Vivienne Westwood in mostra. A Lisbona (e poi a Melbourne) va in scena la moda “battagliera”
In esposizione gli abiti e gli accessori con cui la stilista britannica Vivienne Westwood ha riscritto le convenzioni della moda, tra impegno per l’ambiente e denuncia politica
Non semplici abiti, non semplici defilé. Per Vivienne Westwood, la moda è stata una forma di attivismo politico, sociale e ambientale. Sulle passerelle la stilista britannica scomparsa nel 2022 ha fatto sfilare le proprie idee sui diritti di tutti. Collezioni dirompenti, fatte di simboli precisi, che hanno scardinato canoni e regole.

Appuntamento a Lisbona
Per ripercorrere la storia della sua griffe, chi questa estate farà tappa a Lisbona potrà visitare la mostra Vivienne Westwood. Il salto della tigre, in programma al MUDE - museo del design di Lisbona - fino al 12 ottobre.

Da vedere ci sono circa 50 tra abiti e accessori che la stilista londinese ha creato tra il 1977 e il 2001, per denunciare l'inazione politica e aziendale di fronte a catastrofi ambientali, al commercio di armi, agli attacchi ai diritti umani, alle carceri illegali e alle disuguaglianze. L'esposizione racconta come Vivienne ha sempre parlato del presente per dare il suo contributo al futuro, ma sempre scavando nel passato, regola aurea nel mondo della moda.

Per capirlo basta tornare agli albori della sua carriera, quando insieme con il suo compagno Malcolm Robert Andrew McLaren, produttore discografico, cantante e creatore dei Sex Pistols, creò l'abbigliamento che ispirò il movimento punk, reinterpretando gli elementi emblematici della cultura britannica, come il tartan. Questo simbolo dei monarchi è stato dalla Westwood riproposto alle subculture giovanili, strappato e trafitto da spilloni e lamette per rendere plastica la protesta verso la società consumistica.

Storia simile per “The Orb“, l’antico gioiello emblema del potere dei sovrani britannici. La croce montata su un globo rappresentava il mondo cristiano, le fasce di gioielli che lo dividono i tre continenti conosciuti in epoca medievale. Vivienne svuotò di sacralità anche questo simbolo facendolo diventare il marchio di fabbrica della sua griffe.

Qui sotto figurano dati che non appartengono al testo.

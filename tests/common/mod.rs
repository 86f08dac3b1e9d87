/*
    Copyright © 2023, ParallelChain Lab
    Licensed under the Apache License, Version 2.0: http://www.apache.org/licenses/LICENSE-2.0
*/

//! Shared test harness: a channel-backed mock network, a replica wrapper that records events,
//! and polling helpers.
//!
//! The mock network connects every replica to every other replica with mpsc channels and ignores
//! the overlay hint — in tests the overlay discipline is exercised by the replicas themselves,
//! which only ever address their tree neighbors. Stubs the test keeps (instead of handing to a
//! replica) double as scripted peers: the test can read the frames addressed to that replica and
//! inject frames under its identity.

use std::collections::HashMap;
use std::sync::mpsc::{self, Receiver, Sender};
use std::sync::{Arc, Mutex, Once};
use std::thread;
use std::time::{Duration, Instant};

use borsh::{BorshDeserialize, BorshSerialize};
use ed25519_dalek::SigningKey;
use log::LevelFilter;
use rand_core::OsRng;

use kauri_rs::consensus::messages::ConsensusMessage;
use kauri_rs::event_bus::EventHandlers;
use kauri_rs::networking::Network;
use kauri_rs::pacemaker::StaticPacemaker;
use kauri_rs::replica::{Configuration, Replica};
use kauri_rs::types::basic::{CryptoHash, Finality, ReplicaID};
use kauri_rs::types::block::Block;
use kauri_rs::types::keypair::Keypair;
use kauri_rs::types::replica_set::ReplicaSet;

static LOGGER_INIT: Once = Once::new();

/// Set up a logger that logs all log messages with level Debug and above.
pub fn setup_logger() {
    LOGGER_INIT.call_once(|| {
        fern::Dispatch::new()
            .format(|out, message, record| {
                out.finish(format_args!("[{}][{}] {}", record.target(), record.level(), message))
            })
            .level(LevelFilter::Debug)
            .chain(std::io::stdout())
            .apply()
            .unwrap();
    });
}

/// Generate `n` keypairs and the matching canonically ordered replica set.
pub fn keypairs_and_set(n: usize) -> (Vec<Keypair>, ReplicaSet) {
    let mut csprg = OsRng {};
    let keypairs: Vec<Keypair> = (0..n)
        .map(|_| Keypair::new(SigningKey::generate(&mut csprg)))
        .collect();
    let replica_set = ReplicaSet::new(keypairs.iter().map(|kp| kp.verifying_key()).collect());
    (keypairs, replica_set)
}

/// A channel-backed [`Network`] connecting all replicas to each other.
#[derive(Clone)]
pub struct NetworkStub {
    id: ReplicaID,
    senders: HashMap<u8, Sender<(ReplicaID, Vec<u8>)>>,
    receiver: Arc<Mutex<Receiver<(ReplicaID, Vec<u8>)>>>,
}

impl NetworkStub {
    /// Read one frame addressed to this stub's replica and parse it. Used by scripted peers.
    pub fn try_recv_msg(&self) -> Option<(ReplicaID, ConsensusMessage)> {
        let (origin, frame) = self.receiver.lock().unwrap().try_recv().ok()?;
        let message = ConsensusMessage::try_from_slice(&frame).expect("mock peers send valid frames");
        Some((origin, message))
    }

    /// Inject `message` into `peer`'s inbox under this stub's identity. Used by scripted peers.
    pub fn send_msg(&mut self, peer: ReplicaID, message: &ConsensusMessage) {
        self.send(peer, message.try_to_vec().unwrap());
    }
}

impl Network for NetworkStub {
    fn init_overlay(&mut self, _parent: Option<ReplicaID>, _children: &[ReplicaID]) {}

    fn send(&mut self, peer: ReplicaID, message: Vec<u8>) {
        if let Some(sender) = self.senders.get(&peer.int()) {
            let _ = sender.send((self.id, message));
        }
    }

    fn recv(&mut self) -> Option<(ReplicaID, Vec<u8>)> {
        self.receiver.lock().unwrap().try_recv().ok()
    }
}

/// Create one connected [`NetworkStub`] per replica.
pub fn mock_network(n: usize) -> Vec<NetworkStub> {
    let mut senders = HashMap::new();
    let mut receivers = Vec::new();
    for i in 0..n {
        let (tx, rx) = mpsc::channel();
        senders.insert(i as u8, tx);
        receivers.push(rx);
    }
    receivers
        .into_iter()
        .enumerate()
        .map(|(i, receiver)| NetworkStub {
            id: ReplicaID::new(i as u8),
            senders: senders.clone(),
            receiver: Arc::new(Mutex::new(receiver)),
        })
        .collect()
}

/// A running replica plus recordings of the events the tests assert on.
pub struct Node {
    pub replica: Replica,
    committed: Arc<Mutex<Vec<CommittedRecord>>>,
    decided: Arc<Mutex<Vec<Finality>>>,
    delivered: Arc<Mutex<Vec<CryptoHash>>>,
    relays: Arc<Mutex<Vec<CryptoHash>>>,
    proposals: Arc<Mutex<u32>>,
}

/// One commit observed at a node: the block, its height, and how many proposals the node had
/// made when the commit happened.
#[derive(Clone, Copy, PartialEq, Eq, Debug)]
pub struct CommittedRecord {
    pub block: CryptoHash,
    pub height: u32,
    pub proposals_at_commit: u32,
}

impl Node {
    pub fn start(
        id: usize,
        keypair: Keypair,
        replica_set: ReplicaSet,
        network: NetworkStub,
        fanout: usize,
        blk_size: usize,
    ) -> Node {
        let committed = Arc::new(Mutex::new(Vec::new()));
        let decided = Arc::new(Mutex::new(Vec::new()));
        let delivered = Arc::new(Mutex::new(Vec::new()));
        let relays = Arc::new(Mutex::new(Vec::new()));
        let proposals = Arc::new(Mutex::new(0u32));

        let handlers = {
            let committed = committed.clone();
            let decided = decided.clone();
            let delivered = delivered.clone();
            let relays = relays.clone();
            let proposals_for_commits = proposals.clone();
            let proposals_for_proposes = proposals.clone();
            EventHandlers::new(true)
                .with_commit_block_handler(Box::new(move |event| {
                    committed.lock().unwrap().push(CommittedRecord {
                        block: event.block,
                        height: event.height.int(),
                        proposals_at_commit: *proposals_for_commits.lock().unwrap(),
                    })
                }))
                .with_decide_handler(Box::new(move |event| {
                    decided.lock().unwrap().push(event.finality)
                }))
                .with_deliver_block_handler(Box::new(move |event| {
                    delivered.lock().unwrap().push(event.block)
                }))
                .with_relay_vote_handler(Box::new(move |event| {
                    relays.lock().unwrap().push(event.relay.blk_hash)
                }))
                .with_propose_handler(Box::new(move |_| {
                    *proposals_for_proposes.lock().unwrap() += 1
                }))
        };

        let replica = Replica::start(
            Configuration {
                id: ReplicaID::new(id as u8),
                keypair,
                replica_set,
                fanout,
                blk_size,
                verifier_threads: 2,
                fetch_retry_timeout: Duration::from_secs(30),
            },
            network,
            StaticPacemaker::new(Block::genesis().hash),
            handlers,
        );

        Node {
            replica,
            committed,
            decided,
            delivered,
            relays,
            proposals,
        }
    }

    pub fn committed(&self) -> Vec<CommittedRecord> {
        self.committed.lock().unwrap().clone()
    }

    pub fn decided_cmds(&self) -> Vec<CryptoHash> {
        self.decided.lock().unwrap().iter().map(|f| f.cmd_hash).collect()
    }

    pub fn delivered(&self) -> Vec<CryptoHash> {
        self.delivered.lock().unwrap().clone()
    }

    pub fn relays_for(&self, blk_hash: &CryptoHash) -> usize {
        self.relays.lock().unwrap().iter().filter(|h| *h == blk_hash).count()
    }

    pub fn proposal_count(&self) -> u32 {
        *self.proposals.lock().unwrap()
    }
}

/// Poll `condition` until it holds, panicking after `timeout`.
pub fn wait_until(timeout: Duration, what: &str, mut condition: impl FnMut() -> bool) {
    let deadline = Instant::now() + timeout;
    while !condition() {
        if Instant::now() > deadline {
            panic!("timed out waiting for: {}", what);
        }
        thread::sleep(Duration::from_millis(50));
    }
}
/*
    Copyright © 2023, ParallelChain Lab
    Licensed under the Apache License, Version 2.0: http://www.apache.org/licenses/LICENSE-2.0
*/

//! Functions that log out events.
//!
//! The logs defined in this module are printed if the user enabled them when building the
//! replica's [event handlers](crate::event_bus::EventHandlers::new).
//!
//! Logging goes through the [log](https://docs.rs/log/latest/log/) crate. To get these messages
//! printed onto a terminal or to a file, set up a
//! [logging implementation](https://docs.rs/log/latest/log/#available-logging-implementations).
//!
//! ## Log message format
//!
//! Log messages are CSVs (Comma Separated Values) with at least two values. The first two values
//! are always:
//! 1. The name of the [event](crate::events) in PascalCase (defined in this module as constants).
//! 2. The time the event was emitted (as number of seconds since the Unix Epoch).
//!
//! The rest of the values differ depending on the kind of event. Block and command hashes are
//! printed as the first seven characters of their Base64 encoding.

use std::time::SystemTime;

use base64::{engine::general_purpose::STANDARD_NO_PAD, Engine as _};

use crate::events::*;

// Names of each event in PascalCase for printing:
pub const INSERT_BLOCK: &str = "InsertBlock";
pub const DELIVER_BLOCK: &str = "DeliverBlock";
pub const UPDATE_HIGHEST_QC: &str = "UpdateHighestQC";
pub const UPDATE_LOCKED_BLOCK: &str = "UpdateLockedBlock";
pub const COMMIT_BLOCK: &str = "CommitBlock";
pub const DECIDE: &str = "Decide";

pub const PROPOSE: &str = "Propose";
pub const VOTE: &str = "Vote";
pub const RELAY_VOTE: &str = "RelayVote";

pub const RECEIVE_PROPOSAL: &str = "ReceiveProposal";
pub const RECEIVE_VOTE: &str = "ReceiveVote";
pub const RECEIVE_VOTE_RELAY: &str = "ReceiveVoteRelay";

pub const COLLECT_QC: &str = "CollectQC";

/// Implemented by event types. Used to get a closure that logs the event.
pub(crate) trait Logger {
    /// Returns a pointer to the default logging handler for a given event type.
    fn get_logger() -> Box<dyn Fn(&Self) + Send>;
}

impl Logger for InsertBlockEvent {
    fn get_logger() -> Box<dyn Fn(&Self) + Send> {
        Box::new(|event: &InsertBlockEvent| {
            log::info!(
                "{}, {}, {}, {}",
                INSERT_BLOCK,
                secs_since_unix_epoch(event.timestamp),
                first_seven_base64_chars(&event.block.hash.bytes()),
                event.block.height
            )
        })
    }
}

impl Logger for DeliverBlockEvent {
    fn get_logger() -> Box<dyn Fn(&Self) + Send> {
        Box::new(|event: &DeliverBlockEvent| {
            log::info!(
                "{}, {}, {}, {}",
                DELIVER_BLOCK,
                secs_since_unix_epoch(event.timestamp),
                first_seven_base64_chars(&event.block.bytes()),
                event.height
            )
        })
    }
}

impl Logger for UpdateHighestQCEvent {
    fn get_logger() -> Box<dyn Fn(&Self) + Send> {
        Box::new(|event: &UpdateHighestQCEvent| {
            log::info!(
                "{}, {}, {}, {}",
                UPDATE_HIGHEST_QC,
                secs_since_unix_epoch(event.timestamp),
                first_seven_base64_chars(&event.highest_qc.obj_hash.bytes()),
                event.highest_qc.count()
            )
        })
    }
}

impl Logger for UpdateLockedBlockEvent {
    fn get_logger() -> Box<dyn Fn(&Self) + Send> {
        Box::new(|event: &UpdateLockedBlockEvent| {
            log::info!(
                "{}, {}, {}",
                UPDATE_LOCKED_BLOCK,
                secs_since_unix_epoch(event.timestamp),
                first_seven_base64_chars(&event.block.bytes())
            )
        })
    }
}

impl Logger for CommitBlockEvent {
    fn get_logger() -> Box<dyn Fn(&Self) + Send> {
        Box::new(|event: &CommitBlockEvent| {
            log::info!(
                "{}, {}, {}, {}",
                COMMIT_BLOCK,
                secs_since_unix_epoch(event.timestamp),
                first_seven_base64_chars(&event.block.bytes()),
                event.height
            )
        })
    }
}

impl Logger for DecideEvent {
    fn get_logger() -> Box<dyn Fn(&Self) + Send> {
        Box::new(|event: &DecideEvent| {
            log::info!(
                "{}, {}, {}, {}, {}",
                DECIDE,
                secs_since_unix_epoch(event.timestamp),
                first_seven_base64_chars(&event.finality.cmd_hash.bytes()),
                first_seven_base64_chars(&event.finality.blk_hash.bytes()),
                event.finality.blk_height
            )
        })
    }
}

impl Logger for ProposeEvent {
    fn get_logger() -> Box<dyn Fn(&Self) + Send> {
        Box::new(|event: &ProposeEvent| {
            log::info!(
                "{}, {}, {}, {}, {}",
                PROPOSE,
                secs_since_unix_epoch(event.timestamp),
                event.proposal.proposer,
                first_seven_base64_chars(&event.proposal.block.hash.bytes()),
                event.proposal.block.height
            )
        })
    }
}

impl Logger for VoteEvent {
    fn get_logger() -> Box<dyn Fn(&Self) + Send> {
        Box::new(|event: &VoteEvent| {
            log::info!(
                "{}, {}, {}, {}",
                VOTE,
                secs_since_unix_epoch(event.timestamp),
                event.vote.voter,
                first_seven_base64_chars(&event.vote.blk_hash.bytes())
            )
        })
    }
}

impl Logger for RelayVoteEvent {
    fn get_logger() -> Box<dyn Fn(&Self) + Send> {
        Box::new(|event: &RelayVoteEvent| {
            log::info!(
                "{}, {}, {}, {}",
                RELAY_VOTE,
                secs_since_unix_epoch(event.timestamp),
                first_seven_base64_chars(&event.relay.blk_hash.bytes()),
                event.relay.cert.count()
            )
        })
    }
}

impl Logger for ReceiveProposalEvent {
    fn get_logger() -> Box<dyn Fn(&Self) + Send> {
        Box::new(|event: &ReceiveProposalEvent| {
            log::info!(
                "{}, {}, {}, {}, {}",
                RECEIVE_PROPOSAL,
                secs_since_unix_epoch(event.timestamp),
                event.origin,
                first_seven_base64_chars(&event.proposal.block.hash.bytes()),
                event.proposal.block.height
            )
        })
    }
}

impl Logger for ReceiveVoteEvent {
    fn get_logger() -> Box<dyn Fn(&Self) + Send> {
        Box::new(|event: &ReceiveVoteEvent| {
            log::info!(
                "{}, {}, {}, {}",
                RECEIVE_VOTE,
                secs_since_unix_epoch(event.timestamp),
                event.origin,
                first_seven_base64_chars(&event.vote.blk_hash.bytes())
            )
        })
    }
}

impl Logger for ReceiveVoteRelayEvent {
    fn get_logger() -> Box<dyn Fn(&Self) + Send> {
        Box::new(|event: &ReceiveVoteRelayEvent| {
            log::info!(
                "{}, {}, {}, {}, {}",
                RECEIVE_VOTE_RELAY,
                secs_since_unix_epoch(event.timestamp),
                event.origin,
                first_seven_base64_chars(&event.relay.blk_hash.bytes()),
                event.relay.cert.count()
            )
        })
    }
}

impl Logger for CollectQCEvent {
    fn get_logger() -> Box<dyn Fn(&Self) + Send> {
        Box::new(|event: &CollectQCEvent| {
            log::info!(
                "{}, {}, {}, {}",
                COLLECT_QC,
                secs_since_unix_epoch(event.timestamp),
                first_seven_base64_chars(&event.quorum_certificate.obj_hash.bytes()),
                event.quorum_certificate.count()
            )
        })
    }
}

fn first_seven_base64_chars(bytes: &[u8]) -> String {
    let base64_string = STANDARD_NO_PAD.encode(bytes);
    base64_string.chars().take(7).collect()
}

fn secs_since_unix_epoch(timestamp: SystemTime) -> u64 {
    timestamp
        .duration_since(SystemTime::UNIX_EPOCH)
        .expect("timestamp predates the unix epoch")
        .as_secs()
}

La stilista inglese ha poi reinventato elementi della storia del costume, come la crinolina, il bustle e il corsetto, proponendo silhouette scultoree e decise, sempre in stretta interazione con il corpo femminile. Il corpo della donna, appunto, un elemento quasi sacro, sempre al centro sella sua riflessione sui concetti di femminilità, genere e sessualità. Per lei hanno sfilato le più grandi top model della storia della moda, da Naomi Campbell a Carla Bruni a Kate Moss.

Appuntamento a Melbourne
Ma c’è un’altra stilista rivoluzionaria che negli stessi anni, ma dall’altra parte del mondo, il Giappone, creò un altro marchio sovversivo e anticonvenzionale, Comme des Garçons. Vivienne non ha mai incontrato Rei Kawakubo, ma oggi per la prima volta le visioni radicali delle due designer nate a un anno di distanza l’una dall’altra (nel 1941 Vivienne a Londra e nel 1942 Rei a Tokyo) dialogheranno a distanza ravvicinata nella mostra Westwood | Kawakubo - dal 7 dicembre 2025 al 19 aprile 2026 - alla National Gallery of Victoria di Melbourne.
Un confronto tra due donne che hanno infranto le regole della moda per trasformarla ogni volta in un messaggio, una sveglia per le menti sedute nel parterre, e non solo.

A Melbourne verranno esposte oltre 140 creazioni, tra prestiti selezionati da musei internazionali e collezioni private. Attraverso cinque sezioni, la mostra racconterà i punti che accomunano Westwood e Kawakubo: Punk e Provocazione (fatta di grafiche e borchie); Rottura (quella che ha infranto i canoni della moda); Reinvenzione (che ha esplorato la contaminazione tra passato e presente); Il Corpo (quello esposto delle donne) e il Potere dei vestiti (la moda come manifesto politico).

Della Westwood ci sarà il sapore della Londra Anni 70: maglie strappate, grafismi osceni, sartorialità ottocentesca riplasmata. Kawakubo risponderà con volumi destrutturati, vestiti-scultura e gingham iperbolici.

Due poetiche capaci di liberare il corpo, politicizzare la moda e lasciare davvero un segno.